> _Work item_: First find the line with "assert_eq!(unique.len(), 50);" in the entries below, then set down exactly every line through the line with "let config = SamplingConfig::new().with_percentage(0.1);", that line included.

[Collected data entries]
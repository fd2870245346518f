//! Random metric sampling.
//!
//! The metric is evaluated on a subset of reference voxels drawn without
//! replacement. A mask restricts the draw to voxels where it is nonzero and
//! the percentage is taken of those eligible voxels.

use burn::tensor::backend::Backend;
use rand::rngs::StdRng;
use rand::SeedableRng;
use regkit_core::{Image, ImageGeometry};

use crate::config::SamplingConfig;
use crate::error::{RegistrationError, Result};
use crate::validation;

/// Linear indices (x fastest) of the reference voxels used by the metric.
#[derive(Debug, Clone, PartialEq, Eq)]
pub struct SampleSet {
    indices: Vec<usize>,
}

impl SampleSet {
    /// Sample set from explicit linear indices.
    pub fn new(mut indices: Vec<usize>) -> Self {
        indices.sort_unstable();
        Self { indices }
    }

    /// Every voxel of a grid.
    pub fn full<const D: usize>(geometry: &ImageGeometry<D>) -> Self {
        Self {
            indices: (0..geometry.num_voxels()).collect(),
        }
    }

    pub fn indices(&self) -> &[usize] {
        &self.indices
    }

    pub fn len(&self) -> usize {
        self.indices.len()
    }

    pub fn is_empty(&self) -> bool {
        self.indices.is_empty()
    }
}

/// Draws [`SampleSet`]s from the eligible voxels of a reference grid.
#[derive(Debug, Clone)]
pub struct MetricSampler {
    eligible: Vec<usize>,
    sample_count: usize,
    resample_each_iteration: bool,
    rng: StdRng,
}

impl MetricSampler {
    /// Prepare a sampler over `reference`, optionally restricted by `mask`.
    ///
    /// The mask must share the reference grid and select at least one voxel.
    pub fn new<B: Backend, const D: usize>(
        reference: &ImageGeometry<D>,
        mask: Option<&Image<B, D>>,
        config: &SamplingConfig,
    ) -> Result<Self> {
        config.validate()?;

        let eligible: Vec<usize> = match mask {
            Some(mask) => {
                validation::validate_mask(reference, mask)?;
                mask.to_vec()
                    .into_iter()
                    .enumerate()
                    .filter(|(_, value)| *value != 0.0)
                    .map(|(index, _)| index)
                    .collect()
            }
            None => (0..reference.num_voxels()).collect(),
        };

        if eligible.is_empty() {
            return Err(RegistrationError::invalid_mask("mask selects no voxels"));
        }

        let sample_count = ((eligible.len() as f64 * config.percentage).floor() as usize).clamp(1, eligible.len());
        let rng = match config.seed {
            Some(seed) => StdRng::seed_from_u64(seed),
            None => StdRng::from_os_rng(),
        };

        tracing::debug!(
            eligible = eligible.len(),
            samples = sample_count,
            masked = mask.is_some(),
            "Prepared metric sampler"
        );

        Ok(Self {
            eligible,
            sample_count,
            resample_each_iteration: config.resample_each_iteration,
            rng,
        })
    }

    /// Number of voxels the sampler draws from.
    pub fn eligible_count(&self) -> usize {
        self.eligible.len()
    }

    /// Number of voxels in each drawn sample set.
    pub fn sample_count(&self) -> usize {
        self.sample_count
    }

    /// Whether the cost should draw a new sample set per evaluation.
    pub fn resample_each_iteration(&self) -> bool {
        self.resample_each_iteration
    }

    /// Draw a sample set without replacement.
    pub fn draw(&mut self) -> SampleSet {
        if self.sample_count == self.eligible.len() {
            return SampleSet::new(self.eligible.clone());
        }
        let picked = rand::seq::index::sample(&mut self.rng, self.eligible.len(), self.sample_count);
        SampleSet::new(picked.into_iter().map(|i| self.eligible[i]).collect())
    }
}

#[cfg(test)]
mod tests {
    use super::*;
    use burn::tensor::{Shape, Tensor, TensorData};
    use burn_ndarray::NdArray;
    use regkit_core::{Direction, Point, Spacing};

    type B = NdArray<f32>;

    fn mask_image(values: Vec<f32>, size: [usize; 2]) -> Image<B, 2> {
        let device = Default::default();
        let tensor = Tensor::from_data(TensorData::new(values, Shape::new([size[1], size[0]])), &device);
        Image::new(tensor, Point::origin(), Spacing::repeat(1.0), Direction::identity())
    }

    #[test]
    fn test_sample_count_and_uniqueness() {
        let geometry = ImageGeometry::<2>::with_size([20, 10]);
        let config = SamplingConfig::new().with_percentage(0.25);
        let mut sampler = MetricSampler::new::<B, 2>(&geometry, None, &config).unwrap();
        assert_eq!(sampler.eligible_count(), 200);
        assert_eq!(sampler.sample_count(), 50);

        let samples = sampler.draw();
        assert_eq!(samples.len(), 50);
        let mut unique = samples.indices().to_vec();
        unique.dedup();
        assert_eq!(unique.len(), 50);
        assert!(samples.indices().iter().all(|&i| i < 200));
    }

    #[test]
    fn test_fixed_seed_is_deterministic() {
        let geometry = ImageGeometry::<2>::with_size([32, 32]);
        let config = SamplingConfig::new().with_percentage(0.1);
        let a = MetricSampler::new::<B, 2>(&geometry, None, &config).unwrap().draw();
        let b = MetricSampler::new::<B, 2>(&geometry, None, &config).unwrap().draw();
        assert_eq!(a, b);

        let other = SamplingConfig::new().with_percentage(0.1).with_seed(Some(7));
        let c = MetricSampler::new::<B, 2>(&geometry, None, &other).unwrap().draw();
        assert_ne!(a, c);
    }

    #[test]
    fn test_small_percentage_keeps_one_sample() {
        let geometry = ImageGeometry::<2>::with_size([4, 4]);
        let mut sampler = MetricSampler::new::<B, 2>(&geometry, None, &SamplingConfig::new()).unwrap();
        assert_eq!(sampler.draw().len(), 1);
    }

    #[test]
    fn test_mask_restricts_samples() {
        // Only the right half (x >= 4) of an 8x4 grid is eligible.
        let values: Vec<f32> = (0..32).map(|i| if i % 8 >= 4 { 1.0 } else { 0.0 }).collect();
        let mask = mask_image(values, [8, 4]);
        let geometry = *mask.geometry();
        let config = SamplingConfig::new().with_percentage(0.5);
        let mut sampler = MetricSampler::new(&geometry, Some(&mask), &config).unwrap();

        assert_eq!(sampler.eligible_count(), 16);
        assert_eq!(sampler.sample_count(), 8);
        for _ in 0..5 {
            assert!(sampler.draw().indices().iter().all(|&i| i % 8 >= 4));
        }
    }

    #[test]
    fn test_empty_mask_is_rejected() {
        let mask = mask_image(vec![0.0; 16], [4, 4]);
        let geometry = *mask.geometry();
        let result = MetricSampler::new(&geometry, Some(&mask), &SamplingConfig::new());
        assert!(matches!(result, Err(RegistrationError::InvalidMask(_))));
    }

    #[test]
    fn test_mismatched_mask_is_rejected() {
        let mask = mask_image(vec![1.0; 16], [4, 4]);
        let geometry = ImageGeometry::<2>::with_size([5, 4]);
        let result = MetricSampler::new(&geometry, Some(&mask), &SamplingConfig::new());
        assert!(matches!(result, Err(RegistrationError::InvalidMask(_))));
    }
}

> _Solved exercise_:
        assert_eq!(unique.len(), 50);
        assert!(samples.indices().iter().all(|&i| i < 200));
    }

    #[test]
    fn test_fixed_seed_is_deterministic() {
        let geometry = ImageGeometry::<2>::with_size([32, 32]);
        let config = SamplingConfig::new().with_percentage(0.1);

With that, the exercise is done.